Spleens were removed from unimmunized or insulin-BRT immunized VH125SD B6 mice and soaked in 30% sucrose (w/v) overnight at 4°C and snap frozen in OCT medium on dry ice. 8 µM sections were obtained from the Vanderbilt Translational Pathology Shared Resource. Sections were fixed with 4% paraformaldehyde in 0.1M PBS and stained with the following Ab cocktails: IgM Alexa Flour 488 (Life Technologies), IgDa-biotin (AMS 9.1, BD Pharmingen) plus streptavidin Alexa Flour 350 (Life Technologies), and CD3 PE (17A2, BD Pharmingen) to define follicular architecture, or GL7 FITC, IgDa-biotin plus streptavidin Texas Red (Molecular Probes), and DAPI (Molecular Probes) to detect GCs. Images were obtained using an Olympus BX60 fluorescent microscope with MagnaFire software. Adobe Photoshop was used to adjust brightness and contrast, and to overlay images.
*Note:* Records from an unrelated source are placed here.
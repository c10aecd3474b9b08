use tracing::{error, info};

use dbtc_game::parse_job_index;

use crate::app::replies;
use crate::app::routes::{HandlerResult, Reply};
use crate::app::services::AppServices;
use crate::context::CommandContext;

pub async fn handle(services: &AppServices, ctx: &CommandContext) -> HandlerResult {
    match ctx.arg(0) {
        None | Some("list") => list(services, ctx).await,
        Some("refresh") => refresh(services, ctx).await,
        Some("start") | Some("take") => start(services, ctx).await,
        Some("help") => Ok(vec![Reply::now(replies::JOBS_HELP)]),
        Some(other) => {
            info!(user = %ctx.user(), subcommand = other, "unknown jobs subcommand");
            Ok(vec![Reply::now(replies::JOBS_UNKNOWN)])
        }
    }
}

/// The current pool; an empty pool is regenerated and the listing posted after the
/// search delay.
async fn list(services: &AppServices, ctx: &CommandContext) -> HandlerResult {
    let listing = match services.catalog.ensure_available(ctx.user()).await {
        Ok(listing) => listing,
        Err(err) => {
            error!(user = %ctx.user(), error = %err, "failed to load or generate jobs");
            return Ok(vec![Reply::now(replies::NOBODY_HIRING)]);
        }
    };

    let text = replies::job_list(&listing.jobs);
    if listing.generated {
        Ok(vec![
            Reply::now(replies::LOOKING_FOR_WORK),
            Reply::After {
                delay: services.search_delay,
                content: text,
            },
        ])
    } else {
        Ok(vec![Reply::now(text)])
    }
}

async fn refresh(services: &AppServices, ctx: &CommandContext) -> HandlerResult {
    match services.catalog.refresh(ctx.user()).await {
        Ok(jobs) => Ok(vec![Reply::now(replies::job_list(&jobs))]),
        Err(err) => {
            error!(user = %ctx.user(), error = %err, "failed to refresh jobs");
            Ok(vec![Reply::now(replies::LOST_PAPERWORK)])
        }
    }
}

async fn start(services: &AppServices, ctx: &CommandContext) -> HandlerResult {
    let index = parse_job_index(ctx.arg(1))?;

    // The completion task is detached; it outlives this command.
    let started = services
        .lifecycle
        .accept(ctx.user(), index, Some(ctx.reply_target()))
        .await?;

    Ok(vec![Reply::now(replies::job_accepted(
        &started.acceptance.job.name,
        started.acceptance.reward.delay().as_secs(),
    ))])
}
Pancreata were dissected from unimmunized or insulin-BRT immunized VH125SD B6 mice, or from 12–16 wk old female NOD mice (as a positive control for insulitis assessment) and placed into neutral buffered formalin. After 4–6 h, tissues were transferred to 70% ethanol and incubated overnight. Tissues were subsequently paraffin embedded, 5µm sections were cut, and slides were stained with H&E by the Vanderbilt Translational Pathology Shared Resource. Slides were blind scored for insulitis by light microscopy using the following scale: 0 = no insulitis; 1 = peri-insulitis, < 25% islet infiltration; 2 = 25–50% islet infiltration; 3 = 50–75% islet infiltration; 4 = > 75% islet infiltration. Half of the pancreas was fixed with paraformaldehyde in 0.1M PBS and soaked in 30% sucrose overnight at 4°C, and then snap frozen in OCT medium on dry ice. 8 µM sections were stained for immunofluorescence with DAPI and biotinylated anti-IgG2aa plus FITC-conjugated streptavidin.
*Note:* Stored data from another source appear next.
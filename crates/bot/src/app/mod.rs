//! Bot application wiring: inbound subscription, command routing, replies.
//!
//! Layout:
//! - `services.rs`: infrastructure wiring (store, bus, catalog, lifecycle)
//! - `routes/`: command handlers (one file per top-level command)
//! - `replies.rs`: canned chat text
//! - `errors.rs`: mapping failures to user-facing replies

use tracing::{debug, error, info, warn};

use dbtc_events::{BusError, IncomingMessage, MessageBus, Subscription};

use crate::config::BotConfig;
use crate::context::CommandContext;

pub mod errors;
pub mod replies;
pub mod routes;
pub mod services;

use routes::Reply;
use services::{AppServices, ServiceError};

/// The running bot: configuration plus wired services.
#[derive(Clone)]
pub struct App {
    config: BotConfig,
    services: AppServices,
}

impl App {
    pub fn new(config: BotConfig, services: AppServices) -> Self {
        Self { config, services }
    }

    pub fn config(&self) -> &BotConfig {
        &self.config
    }

    /// Subscribe to the inbound topic.
    pub async fn subscribe(&self) -> Result<Subscription<String>, BusError> {
        self.services.bus.subscribe(&self.config.inbound_topic).await
    }

    /// Subscribe and process inbound messages until the bus closes.
    pub async fn run(&self) -> Result<(), BusError> {
        let subscription = self.subscribe().await?;
        info!(
            topic = %self.config.inbound_topic,
            prefix = %self.config.command_prefix,
            "listening for commands"
        );
        self.drain(subscription).await;
        Ok(())
    }

    /// Handle messages one at a time until the subscription ends.
    pub async fn drain(&self, mut subscription: Subscription<String>) {
        while let Some(payload) = subscription.recv().await {
            self.handle_payload(&payload).await;
        }
        info!("inbound subscription closed");
    }

    /// Decode one raw inbound payload; malformed payloads are logged and skipped.
    pub async fn handle_payload(&self, payload: &str) {
        match IncomingMessage::from_json(payload) {
            Ok(message) => self.handle(message).await,
            Err(err) => error!(error = %err, "failed to decode inbound message"),
        }
    }

    pub async fn handle(&self, message: IncomingMessage) {
        let Some(ctx) = CommandContext::parse(message, &self.config.command_prefix) else {
            return;
        };

        let Some(result) = routes::route(&self.services, &ctx).await else {
            debug!(keyword = ctx.keyword(), "ignoring unknown command");
            return;
        };

        match result {
            Ok(replies) => {
                for reply in replies {
                    self.deliver(&ctx, reply).await;
                }
            }
            Err(err) => {
                if errors::is_user_error(&err) {
                    info!(user = %ctx.user(), command = ctx.keyword(), error = %err, "command rejected");
                } else {
                    warn!(user = %ctx.user(), command = ctx.keyword(), error = %err, "command failed");
                }
                let content = errors::dispatch_error_to_reply(&err);
                self.deliver(&ctx, Reply::Now(content)).await;
            }
        }
    }

    async fn deliver(&self, ctx: &CommandContext, reply: Reply) {
        let outbox = self.services.outbox.clone();
        match reply {
            Reply::Now(content) => {
                let message = ctx.reply(outbox.source_app(), content);
                if let Err(err) = outbox.send(message).await {
                    error!(user = %ctx.user(), error = %err, "failed to publish reply");
                }
            }
            Reply::After { delay, content } => {
                let message = ctx.reply(outbox.source_app(), content);
                let user = ctx.user().clone();
                tokio::spawn(async move {
                    tokio::time::sleep(delay).await;
                    if let Err(err) = outbox.send(message).await {
                        error!(%user, error = %err, "failed to publish delayed reply");
                    }
                });
            }
        }
    }
}

/// Wire services from configuration (public entrypoint used by `main.rs`).
pub fn build_app(config: BotConfig) -> Result<App, ServiceError> {
    let services = services::build_services(&config)?;
    Ok(App::new(config, services))
}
Light chain cloning and sequencing

Spleens were harvested from unimmunized VH125SD B6 mice, or from mice 4 d following insulin-BRT immunization. Human insulin-binding B cells (B220+ live lymphocytes) were identified by FACS and further gated as IgM+ non-GC (GL7 Fas), IgM+ GC (GL7+ Fas+), or IgM GC populations. Cells were sorted directly into RNAqueous lysis buffer, and RNA was isolated using the RNAqueous-Micro Total RNA Isolation Kit per the manufacturer’s instructions (Life Technologies). Independent clones were derived from separate tubes of lysate. RNA was reverse transcribed into cDNA using Superscript II RT (Invitrogen) and oligo-dT primer (GE Healthcare) in a standard protocol. Resulting cDNA was used as PCR template to amplify Igκ genes using a murine Vκ primer, 5′−ATT GTK MTS ACM CAR TCT CCA-3′, and murine Cκ primer, 5′−GGA TAC AGT TGG TGC AGC ATC-3′, where K = G or T, M = A or C, S = C or G, and R = A or G with a 44°C annealing temperature. Appropriately sized PCR products were gel purified using the MinElute Gel Extraction Kit (Qiagen) and Igκ were cloned as described previously (37, 38). Vκ and Jκ gene segment identities were assigned using Ig BLAST (http://www.ncbi.nlm.nih.gov/igblast/) with CDR boundaries defined by the KABAT V domain delineation system. Nucleotide mutation analyses were also performed using the Ig BLAST tool.

Results

A site-directed BCR transgenic mouse model generates class switch-competent anti-insulin B lymphocytes

Previous µ-only BCR transgenic mouse models do not address how native cellular functions like CSR impact the state of immune tolerance for anti-insulin B cells. To examine peripheral tolerance for anti-insulin B cells competent to undergo isotype switch, B6 mice that harbor anti-insulin VDJH-125 site-directed to the Ig H chain locus were developed as described in Methods. Fig. 1A summarizes the strategy for generating the targeting construct used to develop site-directed VH125SD B6 mice. Southern blot, PCR, and flow cytometry confirmed successful Ig H chain locus targeting, as B220+ splenic B cells from VH125SD B6 mice co-express IgMa and IgDa while those from conventional µ-only VH125Tg B6 mice express only IgMa as expected (Fig. 1B).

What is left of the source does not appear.